Not all of the ice (solid water) can melt; there's not enough heat which can be extracted from the liquid water to do so. You basically have a big glass of ice water here.

That's a first for any of these problems I've ever seen.

How would I go about finding out the maximum amount of energy that can be extracted from the liquid water?

I'd assume that if not all of the ice can be converted to liquid water, then only enough can be converted so that which has been converted to liquid reaches thermal equilibrium with the liquid water... but then the remaining ice remains there without any change in temperature? Seems unintuitive...

Remember, once the liquid water and the ice have reached the same temperature, heat transfer stops. There's nothing that says ice and water can't coexist at 0 degrees C.

Since the container is 'thermally isolated', no additional heat can enter from the surroundings to melt the ice. It's one reason why a thermos bottle or a dewar's flask is a handy device to have on a warm day, or even a tall glass with a lot of ice cubes.

From the information given, it appears that the final state and temperature will depend on the specific heat capacities and densities of both ice and liquid water. It is also important to consider the total mass of the system, as the addition of 0.05625 m^3 of ice will change the overall mass and therefore the specific heat capacity of the system. Additionally, the thermally isolated system will prevent any heat exchange with the surroundings, meaning the energy for the phase change and temperature changes must come from within the system itself. To accurately solve for the final state and temperature, it may be helpful to set up an equation with all of the relevant variables and solve for the unknowns. It may also be useful to double check the values used for the specific heat capacities and heat of fusion, as these can vary slightly depending on the source.

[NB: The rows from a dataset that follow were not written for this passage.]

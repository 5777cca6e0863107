//! Terminal summaries and the optional JSON run summary.
//!
//! Formatting lives here so the checks only build data.

use std::path::{Path, PathBuf};

use chrono::{DateTime, Local};
use serde::Serialize;

use super::{CheckReport, Tally};

/// How many failing identifiers the failure message lists before truncating.
const MAX_LISTED_FAILURES: usize = 10;

/// Summary printed after a check ran and its reports were written.
pub fn format_summary(report: &CheckReport, written: &[PathBuf]) -> String {
    let mut out = String::new();
    let t = &report.tally;

    out.push_str(&format!("=== catcheck {} ===\n", report.check));
    out.push_str(&format!("Input: {}\n", report.subject));
    out.push_str(&format!(
        "Completed {} {}(s) → {} passed, {} failed, {} skipped.\n",
        t.total(),
        report.unit,
        t.pass,
        t.fail,
        t.skip
    ));
    for note in &report.notes {
        out.push_str(&format!("- {note}\n"));
    }
    for path in written {
        out.push_str(&format!("Report written to: {}\n", path.display()));
    }
    out
}

/// Message carried by the failing `AppError`.
pub fn failure_message(report: &CheckReport, strict: bool) -> String {
    let mut msg = String::new();
    let t = &report.tally;

    if t.fail > 0 {
        let listed: Vec<&str> = report
            .failures
            .iter()
            .take(MAX_LISTED_FAILURES)
            .map(String::as_str)
            .collect();
        msg.push_str(&format!(
            "{}: {} failing {}(s): {}",
            report.check,
            t.fail,
            report.unit,
            listed.join(", ")
        ));
        if report.failures.len() > MAX_LISTED_FAILURES {
            msg.push_str(&format!(", ... ({} more)", report.failures.len() - MAX_LISTED_FAILURES));
        }
    }
    for violation in &report.violations {
        if !msg.is_empty() {
            msg.push('\n');
        }
        msg.push_str(&format!("{}: {violation}", report.check));
    }
    if strict && t.skip > 0 {
        if !msg.is_empty() {
            msg.push('\n');
        }
        msg.push_str(&format!(
            "{}: {} {}(s) skipped (unparseable values; --strict)",
            report.check, t.skip, report.unit
        ));
    }
    if let Some(file) = report.primary_file() {
        msg.push_str(&format!("\nSee '{file}' for details."));
    }
    msg
}

/// Machine-readable summary (`--summary-json`).
#[derive(Debug, Clone, Serialize)]
pub struct RunSummary {
    pub tool: String,
    pub check: String,
    pub input: String,
    pub generated: DateTime<Local>,
    pub tally: Tally,
    pub failed: bool,
    pub failures: Vec<String>,
    pub violations: Vec<String>,
    pub reports: Vec<String>,
}

impl RunSummary {
    pub fn new(report: &CheckReport, written: &[PathBuf], strict: bool) -> Self {
        Self {
            tool: "catcheck".to_string(),
            check: report.check.to_string(),
            input: report.subject.clone(),
            generated: Local::now(),
            tally: report.tally,
            failed: report.failed(strict),
            failures: report.failures.clone(),
            violations: report.violations.clone(),
            reports: written.iter().map(|p| display_path(p)).collect(),
        }
    }
}

fn display_path(path: &Path) -> String {
    path.display().to_string()
}
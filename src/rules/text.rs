//! Text normalization and per-cell text rules.

use std::collections::BTreeSet;
use std::sync::LazyLock;

use regex::Regex;

use crate::domain::{TextRule, is_missing};

static NON_ALNUM: LazyLock<Regex> = LazyLock::new(|| Regex::new(r"[^a-z0-9 ]").expect("valid regex"));
static CHIPSET_MODEL: LazyLock<Regex> =
    LazyLock::new(|| Regex::new(r"\b([a-z]{1,2}\d{2,3})\b").expect("valid regex"));

const NOISY_SUFFIXES: [&str; 4] = [" series", " processors", " processor", " family"];
const CHIPSET_NOISE: [&str; 4] = ["chipset", "express", "series", "platform"];

/// Lowercase, punctuation to spaces, whitespace collapsed.
pub fn norm(s: &str) -> String {
    let lower = s.to_lowercase();
    collapse_ws(&NON_ALNUM.replace_all(&lower, " "))
}

/// Canonical processor token used for fuzzy matching.
///
/// Each trailing generic word (`series`, `processors`, `processor`, `family`)
/// is checked once, in that order: `"AMD EPYC 7003 Series Processors"` becomes
/// `"amd epyc 7003 series"`.
pub fn canonical_token(t: &str) -> String {
    let cleaned = t.trim().replace(['®', '™'], "");
    let mut t = norm(&cleaned);
    for suffix in NOISY_SUFFIXES {
        if let Some(stripped) = t.strip_suffix(suffix) {
            t = stripped.trim().to_string();
        }
    }
    collapse_ws(&t)
}

/// Canonical tokens of a list, empties dropped.
pub fn canonical_set<'a>(tokens: impl IntoIterator<Item = &'a str>) -> BTreeSet<String> {
    tokens
        .into_iter()
        .map(canonical_token)
        .filter(|t| !t.is_empty())
        .collect()
}

/// `cand` is in `stack` exactly, or is a substring of / contains any member.
pub fn contains_match(cand: &str, stack: &BTreeSet<String>) -> bool {
    stack.contains(cand) || stack.iter().any(|h| h.contains(cand) || cand.contains(h.as_str()))
}

/// Chipset name with trademarks, separators and filler words removed.
pub fn normalize_chipset_name(s: &str) -> String {
    let s = s
        .to_lowercase()
        .replace(['®', '™'], "")
        .replace(['/', '-', ','], " ");
    s.split_whitespace()
        .filter(|w| !CHIPSET_NOISE.contains(w))
        .collect::<Vec<_>>()
        .join(" ")
}

/// Model token of a normalized chipset name (`"intel c621"` → `"c621"`), or the
/// name itself when there is none.
pub fn chipset_key(s: &str) -> String {
    match CHIPSET_MODEL.captures(s).and_then(|c| c.get(1)) {
        Some(m) => m.as_str().to_string(),
        None => s.to_string(),
    }
}

/// Tokens occurring more than once.
pub fn duplicates<'a>(tokens: impl IntoIterator<Item = &'a str>) -> BTreeSet<String> {
    let mut seen = BTreeSet::new();
    let mut dupes = BTreeSet::new();
    for t in tokens {
        if !seen.insert(t) {
            dupes.insert(t.to_string());
        }
    }
    dupes
}

/// Evaluate a text rule; `Err` carries the reason.
pub fn check_text(rule: TextRule, value: &str) -> Result<(), &'static str> {
    let value = value.trim();
    match rule {
        TextRule::Charset => {
            if is_missing(value) {
                return Ok(());
            }
            if value.contains(',') {
                return Err("Comma detected");
            }
            if !value
                .chars()
                .all(|c| c.is_ascii_alphanumeric() || c.is_whitespace() || c == '-')
            {
                return Err("Contains invalid characters. Only letters, digits, spaces, and hyphens are allowed.");
            }
            Ok(())
        }
        TextRule::Alphabetic => {
            if is_missing(value) {
                return Err("Missing value");
            }
            if !value.chars().all(char::is_alphabetic) {
                return Err("Contains non-alphabetic characters");
            }
            Ok(())
        }
        TextRule::Present => {
            if is_missing(value) {
                Err("Missing value")
            } else {
                Ok(())
            }
        }
    }
}

pub(crate) fn collapse_ws(s: &str) -> String {
    s.split_whitespace().collect::<Vec<_>>().join(" ")
}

## 1. What is thermal equilibrium?

Thermal equilibrium is a state in which two objects or systems are at the same temperature, meaning there is no net flow of heat between them. This is achieved when the rate of heat transfer between the objects is equal, and the temperatures of both objects remain constant.

## 2. How does thermal equilibrium apply to ice being added to liquid water?

When ice is added to liquid water, the two substances will exchange heat until they reach thermal equilibrium. This means that the ice will melt and the water will cool down until they are both at the same temperature, which is 0 degrees Celsius for pure water and ice.

## 3. What factors affect the rate of thermal equilibrium between ice and liquid water?

The rate of thermal equilibrium between ice and liquid water is affected by factors such as the initial temperatures of the two substances, the amount of ice and liquid water present, and any external influences such as the surrounding temperature or pressure.

## 4. How does thermal equilibrium impact the properties of ice and liquid water?

During thermal equilibrium, the properties of ice and liquid water will be the same as they are at their respective temperatures. This means that the ice will have a solid state and the liquid water will have a liquid state, and their densities and other physical properties will remain constant.

## 5. Can thermal equilibrium be achieved between ice and liquid water at any temperature?

No, thermal equilibrium between ice and liquid water can only be achieved at 0 degrees Celsius. This is because this is the temperature at which the two substances can coexist in their solid and liquid states and still maintain the same temperature without any net flow of heat.